Spring is in the air. The wildflowers are blooming. Wouldn’t it be nice to take a day trip and let someone else do the driving? Very ecologically friendly.

How about a train ride. Maybe go to San Antonio. Take the train in the morning, walk up and down the Riverwalk, eat lunch, walk down and up the Riverwalk, take the train back to Austin in the evening.

Doesn’t that sound nice?

I can’t have it.

The train does run from Austin to San Antonio — at night, leaving at 7:10 p.m., arriving at 10:15 p.m.

And from San Antonio to Austin? Departure is at 7:00 a.m., arrival at 9:31 a.m.

Hmmm, going down to San Antonio takes 3 hours, 5 minutes. Travelling from San Antonio to Austin takes 2 hours, 31 minutes. Why the difference in time? Tail winds? Gravity? Altitude? Attitude? Time warp?

So, no railroad day trips to San Antonio from Austin. I’m thinking they’re missing a great opportunity. Maybe they don’t need it year-round, but how about a special effort during Fiesta and other special occasions? No, never? Rats.

The Texas Eagle (the train’s name) travels from Chicago to St. Louis, Dallas, San Antonio, then juts over to Los Angeles. That’s the real route. The Austin/San Antonio portion is just a blip on the radar screen (not that trains use radar, but if they did . . . ).

But it’s cheap: $15 each way. Not too bad, if you don’t mind getting to San Antonio really, really late and not being able to do anything touristy.

The Amtrak virtual tours of the rooms show a lot of detail. Fold-away tables. Electrical outlets. Some have sinks, toilets, showers, closets. Some of the railway cars are double-deckers. They look interesting.

I guess I could take the train from Austin to Waco for a day trip. No, not to Waco. The train doesn’t stop there at all. Now you know there’s a story behind that, somewhere.


One thought on “All aboard!

  1. Hi Tresha,

    You’ve got me riding that train of thought all the way from Austin to San Antone and back again.

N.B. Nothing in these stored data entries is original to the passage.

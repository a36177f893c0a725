use analytics::{DrawdownStatus, MetricsResult, MonthCalendar, PnlTone};
use comfy_table::{presets::UTF8_FULL, Cell, CellAlignment, Color, ContentArrangement, Table};
use core_types::TradeRecord;
use rust_decimal::Decimal;

const WEEKDAYS: [&str; 7] = ["Mon", "Tue", "Wed", "Thu", "Fri", "Sat", "Sun"];

/// Formats an amount as dollars with thousands separators, e.g. `-$1,234.50`.
pub fn format_currency(amount: Decimal) -> String {
    let rounded = amount.round_dp(2);
    let sign = if rounded < Decimal::ZERO { "-" } else { "" };
    let digits = format!("{:.2}", rounded.abs());
    let (whole, cents) = digits.split_once('.').unwrap_or((digits.as_str(), "00"));

    let mut grouped = String::with_capacity(whole.len() + whole.len() / 3);
    for (i, ch) in whole.chars().enumerate() {
        if i > 0 && (whole.len() - i) % 3 == 0 {
            grouped.push(',');
        }
        grouped.push(ch);
    }

    format!("{sign}${grouped}.{cents}")
}

fn format_pct(value: Decimal) -> String {
    format!("{:.1}%", value.round_dp(1))
}

fn tone_color(tone: PnlTone) -> Color {
    match tone {
        PnlTone::Positive => Color::Green,
        PnlTone::Negative => Color::Red,
        PnlTone::Flat => Color::Grey,
    }
}

fn pnl_cell(pnl: Decimal) -> Cell {
    Cell::new(format_currency(pnl))
        .fg(tone_color(PnlTone::of(pnl)))
        .set_alignment(CellAlignment::Right)
}

fn new_table(header: Vec<&str>) -> Table {
    let mut table = Table::new();
    table
        .load_preset(UTF8_FULL)
        .set_content_arrangement(ContentArrangement::Dynamic)
        .set_header(header);
    table
}

/// Headline account figures, the equivalent of the dashboard's top row.
pub fn summary_table(metrics: &MetricsResult) -> Table {
    let mut table = new_table(vec!["Metric", "Value"]);

    let status = match metrics.drawdown_status {
        DrawdownStatus::Healthy => Cell::new("Healthy").fg(Color::Green),
        DrawdownStatus::Warning => Cell::new("Warning").fg(Color::Yellow),
        DrawdownStatus::Breached => Cell::new("Breached").fg(Color::Red),
    };
    let on_target = |hit: bool| if hit { " (on target)" } else { "" };

    table.add_row(vec![
        Cell::new("Balance"),
        Cell::new(format_currency(metrics.current_balance)),
    ]);
    table.add_row(vec![Cell::new("Net P&L"), pnl_cell(metrics.net_pnl)]);
    table.add_row(vec![
        Cell::new("Trades"),
        Cell::new(format!(
            "{} ({} W / {} L / {} BE)",
            metrics.total_trades,
            metrics.winning_trades,
            metrics.losing_trades,
            metrics.breakeven_trades
        )),
    ]);
    table.add_row(vec![
        Cell::new("Win Rate"),
        Cell::new(format!(
            "{}{}",
            format_pct(metrics.win_rate_pct),
            on_target(metrics.kpis.win_rate_on_target)
        )),
    ]);
    table.add_row(vec![
        Cell::new("Profit Factor"),
        Cell::new(format!(
            "{:.2}{}",
            metrics.profit_factor.round_dp(2),
            on_target(metrics.kpis.profit_factor_on_target)
        )),
    ]);
    table.add_row(vec![
        Cell::new("Avg Win / Avg Loss"),
        Cell::new(format!(
            "{} / {}",
            format_currency(metrics.average_win),
            format_currency(metrics.average_loss)
        )),
    ]);
    table.add_row(vec![
        Cell::new("Drawdown"),
        Cell::new(format!(
            "{} now, {} max ({} of limit)",
            format_currency(metrics.current_drawdown),
            format_currency(metrics.max_drawdown),
            format_pct(metrics.drawdown_utilization * Decimal::ONE_HUNDRED)
        )),
    ]);
    table.add_row(vec![Cell::new("Risk Status"), status]);
    table.add_row(vec![
        Cell::new("Liquidation Level"),
        Cell::new(format_currency(metrics.levels.liquidation_threshold)),
    ]);
    table.add_row(vec![
        Cell::new("Goal"),
        Cell::new(format!(
            "{} ({} done, {} to go)",
            format_currency(metrics.goal.goal_balance),
            format_pct(metrics.goal.progress * Decimal::ONE_HUNDRED),
            format_currency(metrics.goal.remaining)
        )),
    ]);

    table
}

/// The radar axes and the overall score.
pub fn score_table(metrics: &MetricsResult) -> Table {
    let mut table = new_table(vec!["Axis", "Score"]);
    for (label, value) in metrics.score.axes() {
        table.add_row(vec![
            Cell::new(label),
            Cell::new(format!("{:.1}", value.round_dp(1))).set_alignment(CellAlignment::Right),
        ]);
    }
    table.add_row(vec![
        Cell::new("Overall"),
        Cell::new(format!("{:.1}", metrics.score.overall.round_dp(1)))
            .set_alignment(CellAlignment::Right),
    ]);
    table
}

/// The equity curve, one row per trade in date order.
pub fn equity_table(metrics: &MetricsResult) -> Table {
    let mut table = new_table(vec!["#", "Date", "P&L", "Equity", "Peak", "Drawdown"]);
    for (i, point) in metrics.equity_curve.iter().enumerate() {
        table.add_row(vec![
            Cell::new(i + 1),
            Cell::new(point.date),
            pnl_cell(point.pnl),
            Cell::new(format_currency(point.equity)).set_alignment(CellAlignment::Right),
            Cell::new(format_currency(point.peak)).set_alignment(CellAlignment::Right),
            Cell::new(format_currency(point.drawdown())).set_alignment(CellAlignment::Right),
        ]);
    }
    table
}

/// The trade history as given; callers pass it newest first.
pub fn trades_table(trades: &[TradeRecord]) -> Table {
    let mut table = new_table(vec!["Date", "Symbol", "Side", "P&L", "R", "Setup", "Notes"]);
    for trade in trades {
        table.add_row(vec![
            Cell::new(trade.date),
            Cell::new(&trade.symbol),
            Cell::new(trade.side),
            pnl_cell(trade.pnl),
            Cell::new(trade.r_multiple).set_alignment(CellAlignment::Right),
            Cell::new(&trade.setup),
            Cell::new(&trade.notes),
        ]);
    }
    table
}

/// A Monday-first month grid. Each trading day shows its P&L under the day number.
pub fn calendar_table(calendar: &MonthCalendar) -> Table {
    let mut table = new_table(WEEKDAYS.to_vec());
    for week in &calendar.weeks {
        let row: Vec<Cell> = week
            .iter()
            .map(|slot| match slot {
                None => Cell::new(""),
                Some(day) if day.trades == 0 => Cell::new(day.date.format("%d")),
                Some(day) => Cell::new(format!(
                    "{}\n{}",
                    day.date.format("%d"),
                    format_currency(day.pnl)
                ))
                .fg(tone_color(day.tone)),
            })
            .collect();
        table.add_row(row);
    }
    table
}
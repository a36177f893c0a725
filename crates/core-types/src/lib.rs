pub mod enums;
pub mod error;
pub mod structs;

// Re-export the core types to provide a clean public API.
pub use enums::Side;
pub use error::CoreError;
pub use structs::{AccountConfig, NewTrade, TradeRecord, UserId};
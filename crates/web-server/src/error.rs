use axum::{
    http::StatusCode,
    response::{IntoResponse, Response},
    Json,
};
use database::DbError;
use serde_json::json;
use thiserror::Error;

#[derive(Error, Debug)]
pub enum AppError {
    #[error("Database error: {0}")]
    Database(#[from] DbError),
    #[error("Analytics error: {0}")]
    Analytics(#[from] analytics::AnalyticsError),
    #[error("Invalid input: {0}")]
    InvalidInput(#[from] core_types::CoreError),
}

/// Converts our custom `AppError` into an HTTP response.
impl IntoResponse for AppError {
    fn into_response(self) -> Response {
        let (status, error_message) = match self {
            AppError::Database(DbError::InvalidTrade(err)) => {
                (StatusCode::BAD_REQUEST, err.to_string())
            }
            AppError::Database(DbError::NotFound) => {
                (StatusCode::NOT_FOUND, "The requested data was not found".to_string())
            }
            AppError::Database(db_err) => {
                tracing::error!(error = ?db_err, "Database error.");
                (
                    StatusCode::INTERNAL_SERVER_ERROR,
                    "An internal storage error occurred".to_string(),
                )
            }
            AppError::Analytics(analytics_err) => {
                (StatusCode::BAD_REQUEST, analytics_err.to_string())
            }
            AppError::InvalidInput(err) => (StatusCode::BAD_REQUEST, err.to_string()),
        };

        let body = Json(json!({ "error": error_message }));
        (status, body).into_response()
    }
}
//! # Alpha Terminal Database Crate
//!
//! Storage adapters for the trade ledger. The rest of the application only sees
//! the `TradeStore` capability; which adapter backs it is a configuration choice.
//!
//! ## Architectural Principles
//!
//! - **Adapter Layer:** Each backend hides its medium (JSON file, memory,
//!   PostgreSQL) behind the same read/append interface.
//! - **Append Only:** Trades are immutable once logged. There is no update or
//!   delete path and no transaction or conflict handling.
//! - **Boundary Mapping:** `load_ledger` turns "nothing stored" into an empty
//!   ledger so the analytics engine only ever sees well-typed input.
//!
//! ## Public API
//!
//! - `TradeStore`: the read/append capability.
//! - `JsonFileStore`, `InMemoryStore`, `DbRepository`: the adapters.
//! - `open_store`: builds the adapter selected in `StorageSettings`.
//! - `connect` / `run_migrations`: PostgreSQL pool setup.
//! - `DbError`: the specific error types that can be returned from this crate.

use configuration::{StorageBackend, StorageSettings};
use std::sync::Arc;

// Declare the modules that constitute this crate.
pub mod connection;
pub mod error;
pub mod json_store;
pub mod memory_store;
pub mod repository;
pub mod store;

// Re-export the key components to create a clean, public-facing API.
pub use connection::{connect, run_migrations};
pub use error::DbError;
pub use json_store::JsonFileStore;
pub use memory_store::InMemoryStore;
pub use repository::DbRepository;
pub use store::{TradeStore, load_ledger};

/// Opens the storage adapter selected by `settings`.
///
/// The PostgreSQL backend connects and applies pending migrations first.
pub async fn open_store(settings: &StorageSettings) -> Result<Arc<dyn TradeStore>, DbError> {
    match settings.backend {
        StorageBackend::Json => {
            tracing::info!(path = %settings.path.display(), "Using JSON ledger file.");
            Ok(Arc::new(JsonFileStore::new(&settings.path)))
        }
        StorageBackend::Memory => {
            tracing::warn!("Using in-memory ledger; trades are lost on exit.");
            Ok(Arc::new(InMemoryStore::new()))
        }
        StorageBackend::Postgres => {
            let url = settings.database_url().ok_or_else(|| {
                DbError::ConnectionConfigError("DATABASE_URL must be set.".to_string())
            })?;
            let pool = connect(&url).await?;
            run_migrations(&pool).await?;
            Ok(Arc::new(DbRepository::new(pool)))
        }
    }
}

Not only have I traveled that route on I-35 often and can envision what you describe, we’ve got the same problem here in the Pacific Northwest.
    The trains run for commuters, early in the morning and at Happy Hour.

    As for Texas travel, I was a visiting artist at UT at Austin when the man who would become my husband offered me a ride.
    “Nah,” I said, “I’ll walk.”
    He couldn’t believe what he heard and finally won me over by asking if he could take me to the grocery store.
    Later, when we lived at Woodcreek in Wimberley, passers by often stopped along the road when they’d see me walk in my “Colombo coat” on my way to town.
    “Nah,” I’d say, “I like to walk.” I’d see them shaking their heads long after they’d taken off.